Le législateur marocain prohibe les pratiques de prix abusivement bas, mais élude les reventes à perte. Focus sur les deux notions.

La revente à perte : ce que dit la loi marocaine

Le 21 avril 2022 à 15h34

Modifié 22 avril 2022 à 11h47

Le législateur marocain prohibe les pratiques de prix abusivement bas, mais élude les reventes à perte. Focus sur les deux notions.

Revendre à perte est-il interdit par la loi marocaine ? Des pratiques signalées dans le marché des carburants ont conduit plusieurs juristes à aborder la question.

Dans ce contexte de hausse des prix de matières premières à l’international, le débat s’est posé dans d’autres pays, notamment européens.

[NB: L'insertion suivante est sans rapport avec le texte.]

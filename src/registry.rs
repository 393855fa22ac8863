//! Named converter lookup
//!
//! Maps type names such as `int` or `date?` to a [`ConverterType`]. Named
//! converters produce `serde_json::Value` so callers that only know a type
//! name at runtime (batch requests, FFI) get uniformly shaped output.

use std::fmt;
use std::str::FromStr;

use serde_json::{Number, Value};

use crate::converters::{self, Converter};
use crate::error::ExtractError;

#[derive(Debug, Clone, Copy, PartialEq, Eq, Hash)]
pub enum ConverterKind {
    Str,
    Bool,
    Int,
    Float,
    Buffer,
    Json,
    Date,
    Src,
}

impl ConverterKind {
    pub const ALL: [ConverterKind; 8] = [
        ConverterKind::Str,
        ConverterKind::Bool,
        ConverterKind::Int,
        ConverterKind::Float,
        ConverterKind::Buffer,
        ConverterKind::Json,
        ConverterKind::Date,
        ConverterKind::Src,
    ];

    pub fn name(self) -> &'static str {
        match self {
            ConverterKind::Str => "str",
            ConverterKind::Bool => "bool",
            ConverterKind::Int => "int",
            ConverterKind::Float => "float",
            ConverterKind::Buffer => "buffer",
            ConverterKind::Json => "json",
            ConverterKind::Date => "date",
            ConverterKind::Src => "src",
        }
    }

    /// Converter producing a JSON value for this kind
    pub fn converter(self) -> Converter<Value> {
        match self {
            ConverterKind::Str => converters::string().map(Value::String),
            ConverterKind::Src => converters::src().map(Value::String),
            ConverterKind::Bool => converters::boolean().map(Value::Bool),
            ConverterKind::Int => converters::int().map(number_value),
            ConverterKind::Float => converters::float().map(number_value),
            ConverterKind::Buffer => converters::buffer().map(Value::from),
            ConverterKind::Json => converters::json(),
            // invalid dates become null
            ConverterKind::Date => converters::date()
                .map(|dt| dt.map_or(Value::Null, |dt| Value::String(dt.to_rfc3339()))),
        }
    }
}

/// Whole numbers render as JSON integers; `NaN` and infinities become `null`
fn number_value(n: f64) -> Value {
    if n.fract() == 0.0 && n.abs() < i64::MAX as f64 {
        Value::from(n as i64)
    } else {
        Number::from_f64(n).map_or(Value::Null, Value::Number)
    }
}

/// A converter kind plus whether empty input yields `null`
#[derive(Debug, Clone, Copy, PartialEq, Eq, Hash)]
pub struct ConverterType {
    pub kind: ConverterKind,
    pub optional: bool,
}

impl ConverterType {
    pub fn required(kind: ConverterKind) -> Self {
        Self {
            kind,
            optional: false,
        }
    }

    pub fn optional(kind: ConverterKind) -> Self {
        Self {
            kind,
            optional: true,
        }
    }

    pub fn converter(self) -> Converter<Value> {
        let base = self.kind.converter();
        if self.optional {
            converters::optional(base).map(|v| v.unwrap_or(Value::Null))
        } else {
            base
        }
    }
}

impl FromStr for ConverterType {
    type Err = ExtractError;

    fn from_str(s: &str) -> Result<Self, Self::Err> {
        let name = s.trim();
        let (base, optional) = match name.strip_suffix('?') {
            Some(base) => (base, true),
            None => (name, false),
        };

        ConverterKind::ALL
            .into_iter()
            .find(|kind| kind.name() == base)
            .map(|kind| ConverterType { kind, optional })
            .ok_or_else(|| ExtractError::UnknownType(s.to_string()))
    }
}

impl fmt::Display for ConverterType {
    fn fmt(&self, f: &mut fmt::Formatter<'_>) -> fmt::Result {
        f.write_str(self.kind.name())?;
        if self.optional {
            f.write_str("?")?;
        }
        Ok(())
    }
}

/// Look up a converter by name, e.g. `"int?"`
pub fn converter_for(name: &str) -> Result<Converter<Value>, ExtractError> {
    Ok(name.parse::<ConverterType>()?.converter())
}

#[cfg(test)]
mod tests {
    use super::*;
    use crate::method::MethodList;
    use serde_json::json;

    #[test]
    fn test_parse_names() {
        assert_eq!(
            "int".parse::<ConverterType>().unwrap(),
            ConverterType::required(ConverterKind::Int)
        );
        assert_eq!(
            "date?".parse::<ConverterType>().unwrap(),
            ConverterType::optional(ConverterKind::Date)
        );
        for kind in ConverterKind::ALL {
            let ty: ConverterType = format!("{}?", kind.name()).parse().unwrap();
            assert_eq!(ty.to_string(), format!("{}?", kind.name()));
        }
        assert!(matches!(
            "integer".parse::<ConverterType>(),
            Err(ExtractError::UnknownType(_))
        ));
        assert!("?".parse::<ConverterType>().is_err());
    }

    #[test]
    fn test_named_values() {
        assert_eq!(converter_for("str").unwrap().convert("hi").unwrap(), json!("hi"));
        assert_eq!(converter_for("bool").unwrap().convert("NULL").unwrap(), json!(false));
        assert_eq!(converter_for("int").unwrap().convert("42px").unwrap(), json!(42));
        assert_eq!(converter_for("float").unwrap().convert("1.5").unwrap(), json!(1.5));
        assert_eq!(converter_for("int").unwrap().convert("n/a").unwrap(), Value::Null);
        assert_eq!(converter_for("buffer").unwrap().convert("AB").unwrap(), json!([65, 66]));
        assert_eq!(
            converter_for("json").unwrap().convert(r#"{"a":1}"#).unwrap(),
            json!({"a": 1})
        );
        assert_eq!(
            converter_for("date").unwrap().convert("2025-07-21T10:00:00Z").unwrap(),
            json!("2025-07-21T10:00:00+00:00")
        );
        assert_eq!(
            converter_for("date").unwrap().convert("July 21, 2025").unwrap(),
            json!("2025-07-21T00:00:00+00:00")
        );
        assert_eq!(converter_for("date").unwrap().convert("soon").unwrap(), Value::Null);
    }

    #[test]
    fn test_optional_names_yield_null() {
        for kind in ConverterKind::ALL {
            let conv = ConverterType::optional(kind).converter();
            assert_eq!(conv.convert("").unwrap(), Value::Null, "{}", kind.name());
        }
        // required variants keep their own empty-input policy
        assert_eq!(converter_for("str").unwrap().convert("").unwrap(), json!(""));
        assert_eq!(converter_for("bool").unwrap().convert("").unwrap(), json!(false));
        assert!(converter_for("json").unwrap().convert("").is_err());
    }

    #[test]
    fn test_src_keeps_fallback_methods() {
        let conv = converter_for("src?").unwrap();
        assert_eq!(
            conv.default_methods(),
            &".src, :src".parse::<MethodList>().unwrap()
        );
    }
}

En Belgique, des pompistes se sont retrouvé dans l’impossibilité de répercuter, en totalité, la hausse des prix d’achat des carburants sur leurs prix de vente aux consommateurs. Ce qui a expliqué le recours, par certains, à la revente à perte. Un comportement problématique puisqu’il affecte l’opérateur concerné et peut provoquer des ruptures d’approvisionnement, sans parler des effets anticoncurrentiels. C’est pourquoi il est prohibé dans ces mêmes pays.

En France, la loi punit « tout commerçant, de revendre ou d’annoncer la revente d’un produit en l’état à un prix inférieur à son prix d’achat effectif ». La sanction consiste, entre autres, en une amende de 75.000 euros pour une personne physique et jusqu’à 375.000 euros pour une personne morale.

Quid du Maroc ? « L’interdiction de la revente à perte telle que prévue par le Code de commerce français (article L442-5) n’existe pas dans le corpus juridique marocain », nous explique un juriste spécialisé en droit de la concurrence. Une notion analogue existe néanmoins dans la loi 104-12 relative à la liberté des prix et de la concurrence. Ce texte « fait effectivement référence à la pratique des prix abusivement bas », ce qui correspond à « la tendance en matière de droit de la concurrence en Europe », soupèse notre interlocuteur.

Dans son article 8, la loi 104-12 sanctionne les « offres de prix ou pratiques de prix de vente aux consommateurs abusivement bas par rapport aux coûts de production, de transformation et de commercialisation ». Ce dernier comporte également et impérativement tous les frais résultant des obligations légales et réglementaires liées à la sécurité des produits.

« La différence entre les deux notions, c’est que pour la vente à perte, il suffit de vendre moins cher que ses coûts pour que la pratique soit sanctionnable, alors que pour les prix abusivement bas, il faut que l’objet de cette pratique ou ses effets portent atteinte au libre jeu de la concurrence », clarifie notre juriste.

En effet, les prix abusivement bas sont « prohibés dès lors que ces offres ou pratiques ont pour objet ou peuvent avoir pour effet d’éliminer à terme d’un marché, ou d’empêcher d’accéder à un marché, une entreprise ou l’un de ses produits », selon l’article 8. Ce comportement est d’ailleurs considéré comme anticoncurrentiel, au même titre que les ententes et les abus de position dominante.

« Par ailleurs, cette notion de vente à perte dans le droit français est de plus en plus analysée au regard du principe des prix abusivement bas, notamment sur le fait que cette pratique doit durer dans le temps pour être sanctionnée », poursuit notre source, écartant ainsi les comportements ponctuels ou sporadiques.

Pour rappel, le Conseil de la concurrence enquête actuellement sur la flambée des prix touchant plusieurs produits, dont le gasoil et l’essence. L’objectif est de vérifier s’il existerait des facteurs, principalement anticoncurrentiels, à l’origine de cette tendance sur le marché local.